I picked up some really cool underglazes recently. These are the Amaco Semi-Moist Underglazes (“SMUG”) and they go on like watercolour paint. I experimented on some porcelain and the colour on the leather clay before firing was the exact colour after bisque. Spot on. I’m completely amazed because this is a thing that never ever happens in ceramics in my experience. The colour that goes on is usually not even remotely related to what you end up with.
Here’s an example of a pot before and after glazing. This is what it looks like just before going into the kiln, and just after it comes out to show that really, a potter has not a clue what it will look like until it’s all said and done. Glazing is my least favourite phase in ceramics because a few minutes applying glaze incorrectly can leave a piece unusable or… just plain ugly :
Not only do the glazes look different before and after firing, layering glazes changes them drastically and a potter cannot rely on the basics of paint colour theory to give them any idea what will happen. Blue + Yellow does not equal green in mid to high fire ceramics. In the kiln, glazes with usually copper or barium in the presence of oxygen = green end colour. To make things a little more interesting, the sequence in which you layer different glazes also matters to the end result.
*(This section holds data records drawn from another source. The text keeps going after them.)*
//! Branch guide glyphs and their resolution.

/// One decoration role in a guide prefix.
///
/// Every cell of left-hand decoration ahead of a node's content is one of
/// these four roles; which glyph a role resolves to is the business of
/// [`GuideSet`].
#[derive(Clone, Copy, Debug, PartialEq, Eq, Hash)]
pub enum GuidePart {
    /// Blank filler under a closed branch.
    Space,
    /// Vertical line: more siblings follow below at this depth.
    Continue,
    /// Branch with another sibling following.
    Fork,
    /// Branch with no more siblings.
    End,
}

impl GuidePart {
    /// All four roles, in table order.
    pub const ALL: [Self; 4] = [Self::Space, Self::Continue, Self::Fork, Self::End];

    const fn index(self) -> usize {
        match self {
            Self::Space => 0,
            Self::Continue => 1,
            Self::Fork => 2,
            Self::End => 3,
        }
    }
}

/// Built-in glyph table selected when Unicode output is allowed.
#[derive(Clone, Copy, Debug, Default, PartialEq, Eq)]
pub enum GuidePreset {
    /// Light box-drawing lines (the default).
    #[default]
    Lines,
    /// Heavy box-drawing lines.
    Heavy,
    /// Double box-drawing lines.
    Double,
}

const LINE_GUIDES: [&str; 4] = ["    ", "│   ", "├── ", "└── "];
const HEAVY_GUIDES: [&str; 4] = ["    ", "┃   ", "┣━━ ", "┗━━ "];
const DOUBLE_GUIDES: [&str; 4] = ["    ", "║   ", "╠══ ", "╚══ "];
const ASCII_GUIDES: [&str; 4] = ["    ", "|   ", "+-- ", "`-- "];

/// Glyph lookup for the four guide roles.
///
/// Resolution consults per-part overrides first, then the built-in table:
/// the ASCII-safe table when `ascii_only` is set, otherwise the selected
/// Unicode preset. Resolution is pure and never fails.
///
/// # Examples
///
/// ```
/// use treeguide::{GuidePart, GuideSet};
///
/// let guides = GuideSet::default();
/// assert_eq!(guides.resolve(GuidePart::Fork, false), "├── ");
/// assert_eq!(guides.resolve(GuidePart::Fork, true), "+-- ");
///
/// let custom = GuideSet::default().with_override(GuidePart::End, "'-> ");
/// assert_eq!(custom.resolve(GuidePart::End, false), "'-> ");
/// ```
#[derive(Clone, Debug)]
pub struct GuideSet {
    preset: GuidePreset,
    overrides: [Option<String>; 4],
}

impl Default for GuideSet {
    fn default() -> Self {
        Self::with_preset(GuidePreset::Lines)
    }
}

impl GuideSet {
    /// Light box-drawing guides (the default).
    #[must_use]
    pub fn lines() -> Self {
        Self::with_preset(GuidePreset::Lines)
    }

    /// Heavy box-drawing guides.
    #[must_use]
    pub fn heavy() -> Self {
        Self::with_preset(GuidePreset::Heavy)
    }

    /// Double box-drawing guides.
    #[must_use]
    pub fn double() -> Self {
        Self::with_preset(GuidePreset::Double)
    }

    /// Create a guide set using the given Unicode preset.
    #[must_use]
    pub fn with_preset(preset: GuidePreset) -> Self {
        Self {
            preset,
            overrides: [None, None, None, None],
        }
    }

    /// Override the glyph for one part.
    ///
    /// Overrides win in both Unicode and ASCII modes; unspecified parts
    /// fall back to the built-in table.
    #[must_use]
    pub fn with_override(mut self, part: GuidePart, glyph: impl Into<String>) -> Self {
        self.overrides[part.index()] = Some(glyph.into());
        self
    }

    /// Resolve a part to its glyph text.
    #[must_use]
    pub fn resolve(&self, part: GuidePart, ascii_only: bool) -> &str {
        if let Some(glyph) = &self.overrides[part.index()] {
            return glyph;
        }
        let table = if ascii_only {
            &ASCII_GUIDES
        } else {
            match self.preset {
                GuidePreset::Lines => &LINE_GUIDES,
                GuidePreset::Heavy => &HEAVY_GUIDES,
                GuidePreset::Double => &DOUBLE_GUIDES,
            }
        };
        table[part.index()]
    }
}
In this example from Mayco, the technician layered two glazes on the plate, first dipping one side and then rotating the plate to dip the other glaze to overlap the first. On the first plate, she dipped the red first, then dipped the blue overlapping. In the second photo, she dipped the blue onto the plate first, then dipped the red overlapping. Note the crazy crystals that formed when the blue was put over the red and the different result from layering in a different sequence.
Glazing, she be an exercise in practice, requiring detailed notations on exactly how and in what order the glazes were brushed or dipped. Because I want to be able to reproduce results if they turn out really inspiring, I take incredibly detailed notes when glazing.
Now these underglazes are making my heart flutter. The blue, yellow, green, purple and oranges on my test piece made it through green to bisque without a hint of change. Now that I’m turning up the heat 250 degrees C to 1240 C for a cone 6 glaze firing and I’m very eager to see how they do.
Between my black underglaze pencil and the SMUGs, the effects that I’m getting are ones I’ve always dreamed of achieving in ceramics. I’m drawn to charcoal shading and dark lines, light accents of variegated colour and a vast sea of negative space to frame designs. My challenge has been that I want mid to high fire ceramics because of longevity of the end product (they don’t call it stoneware for nothing). However, in the highter temps, colours run or subtle colours “burn off”, disappearing as the temp rises in the kiln, never to return.
I wanted something simple in design, lightly tinted with colour with a feeling of watercolour paint on this sample set of mugs. I used the underglazes and underglaze pencil to echo an earlier design I’d etched into tea cups. I’m very pleased.
I love Ceramics Canada for being able to order the SMUGs for me so I could avoid a $23 shipping fee.
Cross your fingers that these mugs look exactly the same once they arise from the glaze firing. I’m more than a little enamoured with the design.